Lateral color at the sensor plane

Lateral chromatic aberration is estimated at image height y using Δy ≈ y·(LCA/f_d). This ties edge fringing to field position: doubling y doubles the predicted shift, making corners the most sensitive region for wide fields.

Blur diameter, aperture, and pixel impact

When the system is focused at the reference wavelength, out-of-focus wavelengths produce defocus blur. The calculator uses d ≈ LCA/N, where N is the f-number, and reports blur in millimeters and micrometers. Enter pixel pitch to convert blur and lateral shift into pixels. Values above 1–2 px often appear as colored softness on edges.

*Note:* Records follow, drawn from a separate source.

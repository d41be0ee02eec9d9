use serde::{Deserialize, Serialize};
use std::fmt;
use std::str::FromStr;
use uuid::Uuid;

use crate::CatalogError;

/// Unit a rental period or tariff is expressed in.
#[derive(Debug, Clone, Copy, Serialize, Deserialize, PartialEq, Eq, Default)]
#[serde(rename_all = "lowercase")]
pub enum TimeUnit {
    Minute,
    #[default]
    Hour,
    Day,
}

impl TimeUnit {
    pub fn as_str(&self) -> &'static str {
        match self {
            TimeUnit::Minute => "minute",
            TimeUnit::Hour => "hour",
            TimeUnit::Day => "day",
        }
    }

    pub fn minutes(&self) -> i64 {
        match self {
            TimeUnit::Minute => 1,
            TimeUnit::Hour => 60,
            TimeUnit::Day => 24 * 60,
        }
    }
}

impl fmt::Display for TimeUnit {
    fn fmt(&self, f: &mut fmt::Formatter<'_>) -> fmt::Result {
        f.write_str(self.as_str())
    }
}

impl FromStr for TimeUnit {
    type Err = CatalogError;

    fn from_str(s: &str) -> Result<Self, Self::Err> {
        match s {
            "minute" => Ok(TimeUnit::Minute),
            "hour" => Ok(TimeUnit::Hour),
            "day" => Ok(TimeUnit::Day),
            other => Err(CatalogError::UnknownTimeUnit(other.to_string())),
        }
    }
}

/// A tariff of an offer: starting from `time_from` units of rental the
/// price is `price_per_time` per `price_per_time_unit`.
#[derive(Debug, Clone, Serialize, Deserialize, PartialEq)]
pub struct Price {
    pub id: Uuid,
    pub offer_id: Uuid,
    pub time_from: i32,
    pub time_from_unit: TimeUnit,
    pub price_per_time: f64,
    pub price_per_time_unit: TimeUnit,
}

impl Price {
    /// Rental length (in minutes) from which this tariff applies.
    pub fn threshold_minutes(&self) -> i64 {
        i64::from(self.time_from) * self.time_from_unit.minutes()
    }
}

#[derive(Debug, Clone, Deserialize)]
pub struct NewPrice {
    pub time_from: i32,
    #[serde(default)]
    pub time_from_unit: TimeUnit,
    pub price_per_time: f64,
    #[serde(default)]
    pub price_per_time_unit: TimeUnit,
}

impl NewPrice {
    pub fn validate(&self) -> Result<(), CatalogError> {
        if self.time_from < 0 {
            return Err(CatalogError::InvalidPrice("time_from must not be negative".into()));
        }
        if !self.price_per_time.is_finite() || self.price_per_time < 0.0 {
            return Err(CatalogError::InvalidPrice(
                "price_per_time must be a non-negative number".into(),
            ));
        }
        Ok(())
    }

    pub fn into_price(self, offer_id: Uuid) -> Price {
        Price {
            id: Uuid::new_v4(),
            offer_id,
            time_from: self.time_from,
            time_from_unit: self.time_from_unit,
            price_per_time: self.price_per_time,
            price_per_time_unit: self.price_per_time_unit,
        }
    }
}

/// Orders tariffs from the shortest to the longest rental threshold.
pub fn sort_tariffs(prices: &mut [Price]) {
    prices.sort_by_key(Price::threshold_minutes);
}

#[cfg(test)]
mod tests {
    use super::*;

    fn price(time_from: i32, unit: TimeUnit) -> Price {
        NewPrice {
            time_from,
            time_from_unit: unit,
            price_per_time: 100.0,
            price_per_time_unit: TimeUnit::Hour,
        }
        .into_price(Uuid::new_v4())
    }

    #[test]
    fn test_time_unit_round_trip_through_str() {
        for unit in [TimeUnit::Minute, TimeUnit::Hour, TimeUnit::Day] {
            assert_eq!(unit.as_str().parse::<TimeUnit>().unwrap(), unit);
        }
        assert!("week".parse::<TimeUnit>().is_err());
    }

    #[test]
    fn test_new_price_defaults_to_hours() {
        let req: NewPrice = serde_json::from_str(r#"{"time_from": 2, "price_per_time": 150.5}"#).unwrap();
        assert_eq!(req.time_from_unit, TimeUnit::Hour);
        assert_eq!(req.price_per_time_unit, TimeUnit::Hour);
        assert!(req.validate().is_ok());
    }

    #[test]
    fn test_negative_values_rejected() {
        let req = NewPrice {
            time_from: -1,
            time_from_unit: TimeUnit::Day,
            price_per_time: 10.0,
            price_per_time_unit: TimeUnit::Day,
        };
        assert!(req.validate().is_err());

        let req = NewPrice {
            time_from: 1,
            time_from_unit: TimeUnit::Day,
            price_per_time: -10.0,
            price_per_time_unit: TimeUnit::Day,
        };
        assert!(req.validate().is_err());
    }

    #[test]
    fn test_tariffs_sorted_by_threshold() {
        let mut prices = vec![price(1, TimeUnit::Day), price(30, TimeUnit::Minute), price(2, TimeUnit::Hour)];
        sort_tariffs(&mut prices);

        let thresholds: Vec<i64> = prices.iter().map(Price::threshold_minutes).collect();
        assert_eq!(thresholds, vec![30, 120, 1440]);
    }
}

Reading the Plotly wavelength curve

When indices are provided, the graph fits a smooth dispersion curve through n_C, n_d, and n_F, then plots focal length versus wavelength and focus shift relative to f_d. Markers highlight the three reference wavelengths, and the curve helps visualize which spectral regions drive the focus error. Steeper variation across 420–700 nm generally indicates stronger broadband fringing.

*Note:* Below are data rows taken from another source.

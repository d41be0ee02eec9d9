pub mod models;

pub use models::events;
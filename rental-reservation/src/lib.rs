pub mod models;
pub mod lifecycle;

pub use models::{NewReservation, Reservation, ReservationStatus, StatusUpdate};
pub use lifecycle::{StockAdjustment, Transition};

#[derive(Debug, thiserror::Error, PartialEq, Eq)]
pub enum ReservationError {
    #[error("Insufficient inventory: requested {requested}, available {available}")]
    InsufficientInventory {
        requested: i32,
        available: i32,
    },

    #[error("Validation failed: {0}")]
    Validation(String),

    #[error("Unknown reservation status: {0}")]
    UnknownStatus(String),
}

Worked example and practical mitigation

With f_d=50 mm and V_d=64.17, the estimate gives LCA ≈ 0.779 mm. At N=4, predicted defocus blur is about 0.195 mm (195 µm). With 3.45 µm pixels, that is roughly 56 px. At y=10 mm, lateral color is about 0.156 mm. Higher V_d glass, achromatic pairs, stopping down, and software correction reduce artifacts.

1) What is the difference between longitudinal and lateral chromatic aberration?

Longitudinal color shifts the best focus with wavelength, so different colors blur differently at the same sensor position. Lateral color changes magnification with wavelength, creating colored outlines that grow toward the image edges.

2) Should I enter refractive indices or only the Abbe number?

Use indices when you have n_d, n_F, and n_C from a datasheet; the calculator can estimate f_F and f_C directly and plot a wavelength curve. Use V_d when you only need a quick LCA estimate.

3) Does stopping down reduce chromatic aberration?

Stopping down mainly reduces the visible blur from longitudinal color because defocus blur scales roughly as LCA/N. Lateral color is largely geometric and does not shrink as strongly with aperture, though reduced blur can make it less noticeable.

4) How do I interpret results in pixels?

Enter your pixel pitch to convert millimeters to pixels. If predicted blur or lateral shift is below about one pixel, fringing may be hard to see. Several pixels usually means visible color edges and reduced micro-contrast.

5) Why are the F, d, and C wavelengths used?

They are traditional reference spectral lines that bracket visible light. Using the blue F-line, yellow d-line, and red C-line gives a compact, standardized way to describe dispersion and compare optical materials.

6) Will an achromatic doublet always eliminate chromatic aberration?

An achromat typically brings two wavelengths to a common focus, greatly reducing longitudinal color. Residual secondary spectrum and lateral color can remain, especially off-axis. Use the calculator to estimate whether the remaining error is acceptable.